Failure of in vitro assays to predict accurately the existence of neonatally induced H-2 tolerance.

Tolerogen-specific alloreactivity, in the form of mixed lymphocyte responses and cell mediated lympholysis, was measured in vitro using lymphocytes from mice that received neonatal inoculations of H-2 semiallogeneic hematopoietic cells. It was found that depletion of specific alloreactivity, as detected by these assays, was discernable within the thymus glands within 24 to 48 hr of injection. Reduced in vitro alloreactivity was also apparent among spleen cells obtained from neonatally injected mice that had matured immunologically (8 weeks of life). In mice that accepted their test skin allografts (in vivo evidence of tolerance), tolerogen-specific activity was essentially undetectable in vitro.
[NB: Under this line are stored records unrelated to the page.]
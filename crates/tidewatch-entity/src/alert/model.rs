//! Alert entity model.

use chrono::{DateTime, Duration, Utc};
use serde::{Deserialize, Serialize};
use validator::Validate;

use tidewatch_core::types::{AlertId, GeoPoint, ReportId};

use super::state::AlertState;
use super::threat::ThreatType;
use crate::severity::Severity;

/// A geofenced threat alert.
#[derive(Debug, Clone, Serialize, Deserialize)]
pub struct Alert {
    /// Unique alert identifier.
    pub id: AlertId,
    /// Kind of threat.
    pub threat_type: ThreatType,
    /// Threat level.
    pub severity: Severity,
    /// Short headline.
    pub title: String,
    /// Longer description.
    pub description: String,
    /// Geofence center.
    pub center: GeoPoint,
    /// Geofence radius in km.
    pub radius_km: f64,
    /// Confidence score, 0 to 100.
    pub confidence: f64,
    /// Whether the alert came from a model rather than a human.
    pub ai_prediction: bool,
    /// Weak references to related alerts.
    #[serde(default)]
    pub related_alerts: Vec<AlertId>,
    /// Report this alert was escalated from.
    pub source_report: Option<ReportId>,
    /// Actions residents should take.
    #[serde(default)]
    pub recommendations: Vec<String>,
    /// Evacuation zone guidance.
    #[serde(default)]
    pub evacuation_zones: Vec<String>,
    /// Historical correlation summary, absent if the lookup failed.
    pub correlation: Option<HistoricalCorrelation>,
    /// Explicit activity flag. Expiry is evaluated separately.
    pub active: bool,
    /// When the alert was created.
    pub created_at: DateTime<Utc>,
    /// When the alert was last modified.
    pub updated_at: DateTime<Utc>,
    /// When the alert stops being active.
    pub expires_at: DateTime<Utc>,
    /// When the alert was deactivated.
    pub deactivated_at: Option<DateTime<Utc>>,
}

impl Alert {
    /// Effective lifecycle state at `now`.
    pub fn state_at(&self, now: DateTime<Utc>) -> AlertState {
        if !self.active {
            AlertState::Deactivated
        } else if self.expires_at <= now {
            AlertState::Expired
        } else {
            AlertState::Active
        }
    }

    /// Active flag set and not yet expired.
    pub fn is_active_at(&self, now: DateTime<Utc>) -> bool {
        self.state_at(now) == AlertState::Active
    }

    /// Whether `point` lies inside the geofence.
    pub fn covers(&self, point: &GeoPoint) -> bool {
        self.center.within(point, self.radius_km)
    }
}

/// Summary of comparable past alerts near the same place.
#[derive(Debug, Clone, PartialEq, Serialize, Deserialize)]
pub struct HistoricalCorrelation {
    /// Same type and severity alerts found in the window.
    pub matching_alerts: u64,
    /// Mean confidence of those alerts.
    pub mean_confidence: Option<f64>,
    /// Search radius in km.
    pub radius_km: f64,
    /// Look-back window in years.
    pub window_years: i64,
}

/// Data required to create an alert.
#[derive(Debug, Clone, Serialize, Deserialize, Validate)]
pub struct CreateAlert {
    /// Kind of threat.
    pub threat_type: ThreatType,
    /// Threat level.
    pub severity: Severity,
    /// Short headline.
    #[validate(length(min = 1, max = 200))]
    pub title: String,
    /// Longer description.
    #[validate(length(max = 5000))]
    pub description: String,
    /// Geofence center.
    pub center: GeoPoint,
    /// Geofence radius in km.
    #[validate(range(exclusive_min = 0.0, max = 2000.0))]
    pub radius_km: f64,
    /// Confidence score, 0 to 100.
    #[validate(custom(function = "crate::score::validate_score"))]
    pub confidence: f64,
    /// Whether the alert came from a model.
    #[serde(default)]
    pub ai_prediction: bool,
    /// Related alerts.
    #[serde(default)]
    pub related_alerts: Vec<AlertId>,
    /// Report this alert was escalated from.
    #[serde(default)]
    pub source_report: Option<ReportId>,
    /// Actions residents should take.
    #[serde(default)]
    pub recommendations: Vec<String>,
    /// Evacuation zone guidance.
    #[serde(default)]
    pub evacuation_zones: Vec<String>,
    /// Lifetime in hours. The configured default applies when absent.
    #[validate(range(min = 1, max = 720))]
    pub ttl_hours: Option<i64>,
}

impl CreateAlert {
    /// Materialize the alert at `now` with the given fallback lifetime.
    pub fn into_alert(
        self,
        now: DateTime<Utc>,
        default_ttl_hours: i64,
        correlation: Option<HistoricalCorrelation>,
    ) -> Alert {
        let ttl = Duration::hours(self.ttl_hours.unwrap_or(default_ttl_hours));
        Alert {
            id: AlertId::new(),
            threat_type: self.threat_type,
            severity: self.severity,
            title: self.title,
            description: self.description,
            center: self.center,
            radius_km: self.radius_km,
            confidence: self.confidence,
            ai_prediction: self.ai_prediction,
            related_alerts: self.related_alerts,
            source_report: self.source_report,
            recommendations: self.recommendations,
            evacuation_zones: self.evacuation_zones,
            correlation,
            active: true,
            created_at: now,
            updated_at: now,
            expires_at: now + ttl,
            deactivated_at: None,
        }
    }
}

/// Partial update of an alert. `None` fields are left untouched.
#[derive(Debug, Clone, Default, Serialize, Deserialize, Validate)]
pub struct UpdateAlert {
    /// New headline.
    #[validate(length(min = 1, max = 200))]
    pub title: Option<String>,
    /// New description.
    #[validate(length(max = 5000))]
    pub description: Option<String>,
    /// New severity.
    pub severity: Option<Severity>,
    /// New geofence radius.
    #[validate(range(exclusive_min = 0.0, max = 2000.0))]
    pub radius_km: Option<f64>,
    /// New confidence.
    #[validate(custom(function = "crate::score::validate_score"))]
    pub confidence: Option<f64>,
    /// New expiry.
    pub expires_at: Option<DateTime<Utc>>,
    /// Replacement related-alert list.
    pub related_alerts: Option<Vec<AlertId>>,
    /// Replacement recommendations.
    pub recommendations: Option<Vec<String>>,
    /// Activity flag. `false` deactivates; `true` is only a no-op on an
    /// already active alert.
    pub active: Option<bool>,
}

impl UpdateAlert {
    /// Whether the patch changes nothing.
    pub fn is_empty(&self) -> bool {
        self.title.is_none()
            && self.description.is_none()
            && self.severity.is_none()
            && self.radius_km.is_none()
            && self.confidence.is_none()
            && self.expires_at.is_none()
            && self.related_alerts.is_none()
            && self.recommendations.is_none()
            && self.active.is_none()
    }

    /// Apply every present field except `active` to `alert`.
    pub fn apply_to(&self, alert: &mut Alert) {
        if let Some(title) = &self.title {
            alert.title = title.clone();
        }
        if let Some(description) = &self.description {
            alert.description = description.clone();
        }
        if let Some(severity) = self.severity {
            alert.severity = severity;
        }
        if let Some(radius) = self.radius_km {
            alert.radius_km = radius;
        }
        if let Some(confidence) = self.confidence {
            alert.confidence = confidence;
        }
        if let Some(expires_at) = self.expires_at {
            alert.expires_at = expires_at;
        }
        if let Some(related) = &self.related_alerts {
            alert.related_alerts = related.clone();
        }
        if let Some(recommendations) = &self.recommendations {
            alert.recommendations = recommendations.clone();
        }
    }
}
Unexpectedly, markedly attenuated MLR and CML activity was the characteristic finding in neonatally injected mice that rejected their test grafts (in vivo evidence of lack of tolerance). Thus, in vitro assays failed to be predictive of the in vivo tolerant state. These results indicate that clonal reduction of tolerogen-reactive cells is an expected and persistent consequence of the injection of tolerance conferring inocula into neonatal mice. Moreover, we believe that the state of tolerance is maintained in adult tolerant mice by mechanisms that cannot easily be studied or predicted by the results of in vitro assays.